> PROBLEM DETAILS
Give back exactly the lines from the start of the listing to the line containing "use tokio::task::JoinHandle;", inclusive, and nothing beyond them.

> RECORDS PROVIDED
____________________
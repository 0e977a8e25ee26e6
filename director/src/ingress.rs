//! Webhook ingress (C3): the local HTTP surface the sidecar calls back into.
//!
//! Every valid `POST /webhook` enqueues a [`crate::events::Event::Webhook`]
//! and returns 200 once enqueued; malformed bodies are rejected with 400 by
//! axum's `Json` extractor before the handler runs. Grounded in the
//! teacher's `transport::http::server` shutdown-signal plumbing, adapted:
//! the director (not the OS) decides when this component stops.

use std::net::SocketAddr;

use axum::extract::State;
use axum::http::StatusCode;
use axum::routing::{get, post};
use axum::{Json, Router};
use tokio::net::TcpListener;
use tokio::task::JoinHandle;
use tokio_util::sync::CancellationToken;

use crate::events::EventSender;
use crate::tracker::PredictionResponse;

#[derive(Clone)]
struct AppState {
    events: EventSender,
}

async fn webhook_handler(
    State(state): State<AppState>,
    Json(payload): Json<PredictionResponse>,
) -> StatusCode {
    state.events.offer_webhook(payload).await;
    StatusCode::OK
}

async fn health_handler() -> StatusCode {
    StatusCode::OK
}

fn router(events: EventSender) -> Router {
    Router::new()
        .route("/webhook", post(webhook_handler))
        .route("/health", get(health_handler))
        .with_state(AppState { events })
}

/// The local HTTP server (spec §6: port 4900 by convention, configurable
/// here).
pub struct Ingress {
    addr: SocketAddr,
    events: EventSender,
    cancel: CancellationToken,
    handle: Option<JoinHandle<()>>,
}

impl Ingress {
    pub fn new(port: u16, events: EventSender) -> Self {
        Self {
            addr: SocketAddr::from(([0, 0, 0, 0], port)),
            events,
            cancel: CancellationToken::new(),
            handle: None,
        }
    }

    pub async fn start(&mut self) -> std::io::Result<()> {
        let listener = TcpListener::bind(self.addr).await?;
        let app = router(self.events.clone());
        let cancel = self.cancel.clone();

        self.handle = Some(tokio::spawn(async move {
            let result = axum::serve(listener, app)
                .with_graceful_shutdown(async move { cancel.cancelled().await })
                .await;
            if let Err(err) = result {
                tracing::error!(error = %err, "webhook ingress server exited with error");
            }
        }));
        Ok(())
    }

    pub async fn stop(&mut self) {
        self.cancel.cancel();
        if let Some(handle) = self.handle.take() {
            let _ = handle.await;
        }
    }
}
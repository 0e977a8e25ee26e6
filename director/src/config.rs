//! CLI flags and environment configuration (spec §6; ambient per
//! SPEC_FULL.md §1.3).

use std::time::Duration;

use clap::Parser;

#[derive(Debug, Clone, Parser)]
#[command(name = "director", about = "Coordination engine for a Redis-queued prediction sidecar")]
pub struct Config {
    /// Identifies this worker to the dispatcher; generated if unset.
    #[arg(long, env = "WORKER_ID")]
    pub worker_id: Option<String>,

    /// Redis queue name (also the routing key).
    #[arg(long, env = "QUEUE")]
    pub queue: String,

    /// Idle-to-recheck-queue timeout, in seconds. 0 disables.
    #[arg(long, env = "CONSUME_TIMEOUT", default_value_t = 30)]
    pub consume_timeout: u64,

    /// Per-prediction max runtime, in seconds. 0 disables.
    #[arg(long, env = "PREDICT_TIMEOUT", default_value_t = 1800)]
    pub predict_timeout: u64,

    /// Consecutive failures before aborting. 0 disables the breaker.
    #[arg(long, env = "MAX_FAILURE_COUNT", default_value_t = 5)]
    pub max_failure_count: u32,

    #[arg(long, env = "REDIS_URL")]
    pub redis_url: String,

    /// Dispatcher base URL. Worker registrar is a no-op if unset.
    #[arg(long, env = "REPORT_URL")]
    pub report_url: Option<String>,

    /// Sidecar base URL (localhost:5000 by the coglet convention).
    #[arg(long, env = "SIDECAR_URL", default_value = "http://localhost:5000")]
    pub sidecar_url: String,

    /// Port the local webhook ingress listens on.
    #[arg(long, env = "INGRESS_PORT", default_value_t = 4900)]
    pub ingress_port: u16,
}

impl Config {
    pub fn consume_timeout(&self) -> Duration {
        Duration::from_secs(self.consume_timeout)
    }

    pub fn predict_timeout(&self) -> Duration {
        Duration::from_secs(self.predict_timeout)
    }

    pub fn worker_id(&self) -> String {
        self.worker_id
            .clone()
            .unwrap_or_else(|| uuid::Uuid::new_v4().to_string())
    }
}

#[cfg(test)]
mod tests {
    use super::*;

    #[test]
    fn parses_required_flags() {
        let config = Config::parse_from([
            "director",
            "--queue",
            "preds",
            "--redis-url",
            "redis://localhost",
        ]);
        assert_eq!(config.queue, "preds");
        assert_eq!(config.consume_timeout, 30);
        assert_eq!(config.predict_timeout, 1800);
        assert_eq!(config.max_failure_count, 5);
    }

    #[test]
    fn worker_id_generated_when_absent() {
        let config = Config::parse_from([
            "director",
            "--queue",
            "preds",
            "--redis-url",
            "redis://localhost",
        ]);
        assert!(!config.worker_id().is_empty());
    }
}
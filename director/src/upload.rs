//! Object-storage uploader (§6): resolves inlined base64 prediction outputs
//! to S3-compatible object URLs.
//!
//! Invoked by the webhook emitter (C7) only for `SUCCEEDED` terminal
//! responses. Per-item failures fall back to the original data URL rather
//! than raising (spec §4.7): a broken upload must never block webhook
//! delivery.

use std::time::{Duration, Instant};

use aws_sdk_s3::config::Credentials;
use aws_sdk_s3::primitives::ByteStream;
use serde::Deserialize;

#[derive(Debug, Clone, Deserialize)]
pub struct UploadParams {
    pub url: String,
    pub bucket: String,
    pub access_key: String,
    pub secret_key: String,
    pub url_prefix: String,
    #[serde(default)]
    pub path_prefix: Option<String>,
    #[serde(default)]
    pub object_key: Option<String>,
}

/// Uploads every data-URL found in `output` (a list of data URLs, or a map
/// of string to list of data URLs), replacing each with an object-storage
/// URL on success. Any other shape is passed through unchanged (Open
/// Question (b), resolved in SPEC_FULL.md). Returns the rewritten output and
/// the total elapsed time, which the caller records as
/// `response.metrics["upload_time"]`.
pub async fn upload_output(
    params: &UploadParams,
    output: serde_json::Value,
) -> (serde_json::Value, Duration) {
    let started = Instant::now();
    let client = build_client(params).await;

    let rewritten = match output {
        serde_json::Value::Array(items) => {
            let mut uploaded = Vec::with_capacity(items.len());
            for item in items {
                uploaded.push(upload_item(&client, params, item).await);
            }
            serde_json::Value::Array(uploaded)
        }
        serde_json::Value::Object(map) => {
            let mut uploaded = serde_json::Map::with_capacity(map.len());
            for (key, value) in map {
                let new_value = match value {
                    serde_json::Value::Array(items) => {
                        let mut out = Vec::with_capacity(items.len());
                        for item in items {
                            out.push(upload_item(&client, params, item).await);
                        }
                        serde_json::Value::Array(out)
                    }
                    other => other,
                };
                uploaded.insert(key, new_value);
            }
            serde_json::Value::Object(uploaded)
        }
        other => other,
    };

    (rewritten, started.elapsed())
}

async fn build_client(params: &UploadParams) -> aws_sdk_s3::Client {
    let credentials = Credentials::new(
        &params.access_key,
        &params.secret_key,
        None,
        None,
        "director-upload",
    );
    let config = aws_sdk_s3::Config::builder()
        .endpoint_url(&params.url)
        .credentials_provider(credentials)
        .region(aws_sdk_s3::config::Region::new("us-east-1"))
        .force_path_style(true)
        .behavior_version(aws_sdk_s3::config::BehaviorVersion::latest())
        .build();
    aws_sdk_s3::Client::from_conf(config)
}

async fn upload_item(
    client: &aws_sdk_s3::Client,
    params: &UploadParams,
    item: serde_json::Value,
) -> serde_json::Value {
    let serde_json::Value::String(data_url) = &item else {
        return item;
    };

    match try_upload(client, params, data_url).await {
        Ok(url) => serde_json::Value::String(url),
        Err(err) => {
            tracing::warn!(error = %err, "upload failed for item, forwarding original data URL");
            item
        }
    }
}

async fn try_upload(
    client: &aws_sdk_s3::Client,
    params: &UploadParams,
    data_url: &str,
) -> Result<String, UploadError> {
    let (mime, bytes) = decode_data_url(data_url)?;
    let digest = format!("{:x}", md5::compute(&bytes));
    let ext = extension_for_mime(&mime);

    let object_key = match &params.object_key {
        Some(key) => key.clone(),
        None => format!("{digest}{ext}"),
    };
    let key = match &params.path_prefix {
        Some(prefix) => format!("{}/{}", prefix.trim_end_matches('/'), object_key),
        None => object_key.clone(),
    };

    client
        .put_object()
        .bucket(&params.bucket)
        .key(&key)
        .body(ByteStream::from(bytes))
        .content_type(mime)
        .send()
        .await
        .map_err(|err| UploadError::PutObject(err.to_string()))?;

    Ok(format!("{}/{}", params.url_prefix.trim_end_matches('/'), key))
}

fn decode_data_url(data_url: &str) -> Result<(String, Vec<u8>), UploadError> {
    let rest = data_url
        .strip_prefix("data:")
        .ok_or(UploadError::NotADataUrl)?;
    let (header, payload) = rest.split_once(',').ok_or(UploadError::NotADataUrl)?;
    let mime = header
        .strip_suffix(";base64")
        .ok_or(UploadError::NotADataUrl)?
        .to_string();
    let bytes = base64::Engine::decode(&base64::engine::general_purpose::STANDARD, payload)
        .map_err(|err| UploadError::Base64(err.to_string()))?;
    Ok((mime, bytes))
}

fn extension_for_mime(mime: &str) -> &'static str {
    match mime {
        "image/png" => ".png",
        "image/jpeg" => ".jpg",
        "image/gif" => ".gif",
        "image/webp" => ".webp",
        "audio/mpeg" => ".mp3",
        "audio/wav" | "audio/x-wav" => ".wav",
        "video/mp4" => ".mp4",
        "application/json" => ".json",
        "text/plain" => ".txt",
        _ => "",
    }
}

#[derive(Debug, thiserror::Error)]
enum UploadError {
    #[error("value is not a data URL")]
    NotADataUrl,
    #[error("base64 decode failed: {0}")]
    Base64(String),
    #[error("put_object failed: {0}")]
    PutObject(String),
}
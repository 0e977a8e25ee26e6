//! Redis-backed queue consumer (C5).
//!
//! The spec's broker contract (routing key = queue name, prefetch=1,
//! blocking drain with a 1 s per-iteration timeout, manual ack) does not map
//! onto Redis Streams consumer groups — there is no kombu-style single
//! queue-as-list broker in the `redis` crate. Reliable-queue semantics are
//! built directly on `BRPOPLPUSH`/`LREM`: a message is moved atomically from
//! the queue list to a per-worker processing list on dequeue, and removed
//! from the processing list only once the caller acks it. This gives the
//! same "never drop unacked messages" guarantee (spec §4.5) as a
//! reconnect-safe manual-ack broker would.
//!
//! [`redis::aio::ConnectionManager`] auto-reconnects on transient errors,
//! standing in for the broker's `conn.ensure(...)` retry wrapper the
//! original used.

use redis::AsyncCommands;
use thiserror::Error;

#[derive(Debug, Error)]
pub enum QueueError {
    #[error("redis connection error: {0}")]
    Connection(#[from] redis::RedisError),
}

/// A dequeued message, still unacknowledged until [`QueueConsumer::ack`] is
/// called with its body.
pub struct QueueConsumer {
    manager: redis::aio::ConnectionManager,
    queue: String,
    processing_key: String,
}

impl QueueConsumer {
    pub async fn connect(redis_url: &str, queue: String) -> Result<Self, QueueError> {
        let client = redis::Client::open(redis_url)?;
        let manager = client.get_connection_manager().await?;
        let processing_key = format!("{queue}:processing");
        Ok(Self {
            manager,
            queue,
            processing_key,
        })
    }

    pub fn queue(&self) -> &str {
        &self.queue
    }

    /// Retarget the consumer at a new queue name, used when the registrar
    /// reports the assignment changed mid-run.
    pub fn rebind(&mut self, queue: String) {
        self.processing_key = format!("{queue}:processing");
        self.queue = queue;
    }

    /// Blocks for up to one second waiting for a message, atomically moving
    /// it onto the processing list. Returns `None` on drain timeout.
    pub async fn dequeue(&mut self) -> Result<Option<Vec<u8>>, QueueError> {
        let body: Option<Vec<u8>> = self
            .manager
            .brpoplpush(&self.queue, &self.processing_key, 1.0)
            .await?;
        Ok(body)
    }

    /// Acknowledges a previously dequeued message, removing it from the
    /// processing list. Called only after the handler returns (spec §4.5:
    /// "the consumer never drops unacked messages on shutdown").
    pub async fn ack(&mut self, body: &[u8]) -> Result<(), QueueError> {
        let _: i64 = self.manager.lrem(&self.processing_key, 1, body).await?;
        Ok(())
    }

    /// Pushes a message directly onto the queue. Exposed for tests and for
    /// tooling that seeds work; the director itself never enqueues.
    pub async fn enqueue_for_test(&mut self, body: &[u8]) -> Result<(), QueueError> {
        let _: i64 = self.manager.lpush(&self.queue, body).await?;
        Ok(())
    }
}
____________________
> RESPONSE AREA
repository 0e977a8e25ee26e6
filename director/src/ingress.rs
//! Webhook ingress (C3): the local HTTP surface the sidecar calls back into.
//!
//! Every valid `POST /webhook` enqueues a [`crate::events::Event::Webhook`]
//! and returns 200 once enqueued; malformed bodies are rejected with 400 by
//! axum's `Json` extractor before the handler runs. Grounded in the
//! teacher's `transport::http::server` shutdown-signal plumbing, adapted:
//! the director (not the OS) decides when this component stops.

use std::net::SocketAddr;

use axum::extract::State;
use axum::http::StatusCode;
use axum::routing::{get, post};
use axum::{Json, Router};
use tokio::net::TcpListener;
use tokio::task::JoinHandle;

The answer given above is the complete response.